I’ve wanted to live in Portland ever since I was in middle school and my parents first brought me and my sister down to the fledgling Old Port to go shopping. Exchange Street was stilled paved with cobblestones back then and, like today, dotted with funky gift shops and eclectic restaurants. All I cared about were the stores that sold stickers. They were offered on rolls and in strips, and I particularly loved the Toots, Mrs. Grossman’s and Boynton’s (I still think they're funny, even today).
But outside the neighborhood bordering Exchange Street, things got sketchy, quickly. My dad’s office, just a few blocks away at the corner of Commercial and India, was considered a rough part of town. Now there’s a gorgeous new cruise ship terminal, the Ocean Gateway, next door. We never went to Congress Street--there were porn theaters and god knows what else going on up there. Now it’s called the Arts District and is arguably the hottest scene in town.

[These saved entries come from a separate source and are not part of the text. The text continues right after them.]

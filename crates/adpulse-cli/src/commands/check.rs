use std::time::Duration;

use adpulse_core::{Clock, HttpTransport, SystemClock, Transport};

const PROBE_TIMEOUT: Duration = Duration::from_secs(10);

pub fn run(config_path: Option<&str>, probe: bool) {
    let config = match super::load_config(config_path) {
        Ok(c) => c,
        Err(e) => {
            eprintln!("Error: {e}");
            std::process::exit(1);
        }
    };

    println!("Collector configuration");
    println!("  Endpoint:       {}", config.endpoint_url);
    println!(
        "  Intervals:      {}ms active / {}ms idle",
        config.base_interval_ms, config.idle_interval_ms
    );
    println!(
        "  Retention:      {}ms, {} events/batch",
        config.max_event_age_ms, config.max_events_per_batch
    );
    println!(
        "  Delivery:       {} retries, {}ms apart{}",
        config.max_retries,
        config.retry_delay_ms,
        if config.gzip_body { ", gzip" } else { "" }
    );
    println!(
        "  Payload:        {}",
        if config.tiered_payload { "tiered" } else { "full" }
    );
    println!(
        "  Tracking:       clicks={} mouse={} scroll={}",
        config.track_clicks, config.track_mouse, config.track_scroll
    );
    println!("  Excluded paths: {}", config.excluded_paths.join(", "));
    println!();

    match config.validate() {
        Ok(()) => println!("Configuration is valid."),
        Err(e) => {
            eprintln!("Configuration is invalid: {e}");
            std::process::exit(1);
        }
    }

    if !probe {
        return;
    }

    println!();
    println!("Probing {} ...", config.endpoint_url);
    let transport = match HttpTransport::new(PROBE_TIMEOUT) {
        Ok(t) => t,
        Err(e) => {
            eprintln!("Cannot build HTTP client: {e}");
            std::process::exit(1);
        }
    };

    let body = serde_json::json!({
        "probe": true,
        "timestamp": SystemClock.now_ms(),
    });
    let bytes = body.to_string().into_bytes();

    match transport.send(&config.endpoint_url, &bytes, false) {
        Ok(()) => println!("Endpoint accepted a {}-byte test payload.", bytes.len()),
        Err(e) => {
            eprintln!("Probe failed: {e}");
            std::process::exit(1);
        }
    }
}
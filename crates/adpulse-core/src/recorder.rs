//! Sampling policy for high-volume event classes.
//!
//! Mouse moves are throttled: a sample is retained only when the throttle
//! window has elapsed since the last retained sample; intermediate samples
//! are dropped, never queued. Scrolls are debounced: each observation
//! replaces the pending one, and only the position still pending after a
//! debounce-window gap of scroll inactivity is retained.
//!
//! There is no timer behind the debounce. The pending sample is flushed
//! cooperatively — the collector polls on every event entry point and at the
//! top of every delivery cycle. Retained scroll timestamps are therefore the
//! flush time, matching the moment of retention.

/// Throttle gate for mouse-move sampling.
#[derive(Debug, Clone)]
pub struct MouseThrottle {
    throttle_ms: u64,
    last_retained_ms: Option<u64>,
}

impl MouseThrottle {
    pub fn new(throttle_ms: u64) -> Self {
        Self {
            throttle_ms,
            last_retained_ms: None,
        }
    }

    /// Returns true when the sample observed at `now_ms` should be retained.
    /// The first sample always passes.
    pub fn admit(&mut self, now_ms: u64) -> bool {
        let pass = match self.last_retained_ms {
            None => true,
            Some(last) => now_ms.saturating_sub(last) >= self.throttle_ms,
        };
        if pass {
            self.last_retained_ms = Some(now_ms);
        }
        pass
    }
}

/// A scroll observation waiting out its debounce window.
#[derive(Debug, Clone, PartialEq)]
pub struct PendingScroll {
    pub observed_ms: u64,
    pub scroll_y: i64,
    pub path: String,
}

/// Debounce gate for scroll sampling.
#[derive(Debug, Clone)]
pub struct ScrollDebounce {
    debounce_ms: u64,
    pending: Option<PendingScroll>,
}

impl ScrollDebounce {
    pub fn new(debounce_ms: u64) -> Self {
        Self {
            debounce_ms,
            pending: None,
        }
    }

    /// Observe a scroll position. Replaces any pending sample and restarts
    /// the debounce window.
    pub fn observe(&mut self, now_ms: u64, scroll_y: i64, path: String) {
        self.pending = Some(PendingScroll {
            observed_ms: now_ms,
            scroll_y,
            path,
        });
    }

    /// Take the pending sample if the debounce window has elapsed without a
    /// newer observation.
    pub fn poll(&mut self, now_ms: u64) -> Option<PendingScroll> {
        let elapsed = self
            .pending
            .as_ref()
            .is_some_and(|p| now_ms.saturating_sub(p.observed_ms) >= self.debounce_ms);
        if elapsed { self.pending.take() } else { None }
    }

    pub fn has_pending(&self) -> bool {
        self.pending.is_some()
    }
}
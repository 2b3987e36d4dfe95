//! Device fingerprinting.
//!
//! The collector never inspects device signals itself; it consumes a
//! [`DeviceSignals`] capability and digests whatever the embedding provides
//! into one opaque string. SHA-256 is the single gateway for identity
//! material — raw screen properties and plugin lists never appear on the
//! wire.
//!
//! The fingerprint is computed once at collector construction and is
//! immutable thereafter (or absent when device collection is disabled).

use sha2::{Digest, Sha256};

/// Best-effort device signal provider, implemented by the embedding.
pub trait DeviceSignals {
    /// Current page path (e.g. `"/shop/item"`).
    fn current_path(&self) -> String;

    /// Screen geometry/color-depth string (e.g. `"1920x1080x24"`).
    fn screen_properties(&self) -> String;

    /// Timezone offset from UTC in minutes.
    fn timezone_offset_minutes(&self) -> i32;

    /// Installed plugin names.
    fn plugin_list(&self) -> Vec<String>;

    /// Rendering-based entropy bytes (canvas draw output or equivalent).
    /// May be empty when no renderer is available.
    fn render_entropy(&self) -> Vec<u8>;

    /// Browser/runtime identification string.
    fn user_agent(&self) -> String;
}

/// Combine all signals into an opaque, stable fingerprint string.
pub fn fingerprint(signals: &dyn DeviceSignals) -> String {
    let mut h = Sha256::new();
    h.update(signals.screen_properties().as_bytes());
    h.update(signals.timezone_offset_minutes().to_le_bytes());
    h.update(signals.plugin_list().join(",").as_bytes());
    h.update(signals.render_entropy());
    let digest = h.finalize();
    digest.iter().map(|b| format!("{b:02x}")).collect()
}

/// Signal provider for headless embeddings: stable, featureless values.
#[derive(Debug, Default, Clone)]
pub struct NullSignals {
    pub path: String,
    pub user_agent: String,
}

impl NullSignals {
    pub fn new(path: impl Into<String>, user_agent: impl Into<String>) -> Self {
        Self {
            path: path.into(),
            user_agent: user_agent.into(),
        }
    }
}

impl DeviceSignals for NullSignals {
    fn current_path(&self) -> String {
        self.path.clone()
    }

    fn screen_properties(&self) -> String {
        "0x0x0".to_string()
    }

    fn timezone_offset_minutes(&self) -> i32 {
        0
    }

    fn plugin_list(&self) -> Vec<String> {
        Vec::new()
    }

    fn render_entropy(&self) -> Vec<u8> {
        Vec::new()
    }

    fn user_agent(&self) -> String {
        self.user_agent.clone()
    }
}
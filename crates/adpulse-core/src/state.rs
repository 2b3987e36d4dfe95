//! Collector state.
//!
//! One [`CollectorState`] is exclusively owned by one collector instance per
//! page context. It is mutated only by that collector's event entry points
//! and delivery cycles, serialized as a JSON snapshot when delivery is
//! exhausted, and merged back in on the next construction.

use serde::{Deserialize, Serialize};
use uuid::Uuid;

use crate::events::{ClickEvent, ConversionEvent, MouseMoveEvent, ScrollEvent};
use crate::metrics::AdMetrics;
use crate::retention::prune_older_than;

/// Session counters. `duration_secs` is derived from `start_time_ms` on
/// every read and is never trusted from a stored snapshot.
#[derive(Debug, Clone, Default, PartialEq, Serialize, Deserialize)]
pub struct SessionData {
    pub duration_secs: f64,
    pub interactions: u64,
    pub conversions: u64,
}

/// Full in-memory collector state.
#[derive(Debug, Clone, Serialize, Deserialize)]
pub struct CollectorState {
    pub collector_id: Uuid,
    /// Resolved (and possibly anonymized) client IP. Empty until the first
    /// successful lookup; never re-resolved once populated.
    pub ip: String,
    pub user_agent: String,
    pub start_time_ms: u64,
    pub clicks: Vec<ClickEvent>,
    pub mouse_movements: Vec<MouseMoveEvent>,
    pub scroll_events: Vec<ScrollEvent>,
    pub session_data: SessionData,
    pub device_fingerprint: Option<String>,
    pub conversions: Vec<ConversionEvent>,
    pub ad_metrics: AdMetrics,
}

impl CollectorState {
    pub fn new(now_ms: u64, user_agent: String) -> Self {
        Self {
            collector_id: Uuid::new_v4(),
            ip: String::new(),
            user_agent,
            start_time_ms: now_ms,
            clicks: Vec::new(),
            mouse_movements: Vec::new(),
            scroll_events: Vec::new(),
            session_data: SessionData::default(),
            device_fingerprint: None,
            conversions: Vec::new(),
            ad_metrics: AdMetrics::default(),
        }
    }

    /// Session counters with the duration recomputed from `now`.
    pub fn session_snapshot(&self, now_ms: u64) -> SessionData {
        SessionData {
            duration_secs: now_ms.saturating_sub(self.start_time_ms) as f64 / 1000.0,
            ..self.session_data.clone()
        }
    }

    /// Prune every event log independently by age.
    pub fn prune(&mut self, now_ms: u64, max_age_ms: u64) {
        prune_older_than(&mut self.clicks, now_ms, max_age_ms);
        prune_older_than(&mut self.mouse_movements, now_ms, max_age_ms);
        prune_older_than(&mut self.scroll_events, now_ms, max_age_ms);
        prune_older_than(&mut self.conversions, now_ms, max_age_ms);
    }

    /// Clear exactly the logs that were delivered. Conversions and session
    /// counters survive sends so cumulative metrics keep accruing.
    pub fn clear_delivered(&mut self) {
        self.clicks.clear();
        self.mouse_movements.clear();
        self.scroll_events.clear();
    }
}

/// Reconcile a freshly constructed state with a stored snapshot.
///
/// Policy: every stored field overwrites its in-memory default, except
/// `user_agent` and `device_fingerprint`, which are re-derived from the
/// environment the collector is running in now — a restored snapshot must
/// not pin identity signals from a previous environment.
pub fn merge_stored(current: CollectorState, stored: CollectorState) -> CollectorState {
    CollectorState {
        user_agent: current.user_agent,
        device_fingerprint: current.device_fingerprint,
        ..stored
    }
}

I definitely never walked a mere three blocks into Bayside, where today I type these words. Of course, this neighborhood is changing too, with new apartments, offices and a ginormous Whole Foods. Since we moved in, we’ve brought our own changes, planting trees and removing trash. But back in the 1980s, this area was blighted from decades of young people fleeing the city for the suburbs and hinterlands.
Thank god we’re coming back to our senses and bouncing back to the city. I’m excited that Bayside is developing and more people will be able to experience Portland, Maine’s creative urban vitality. It’s a treat. And I’m willing to share.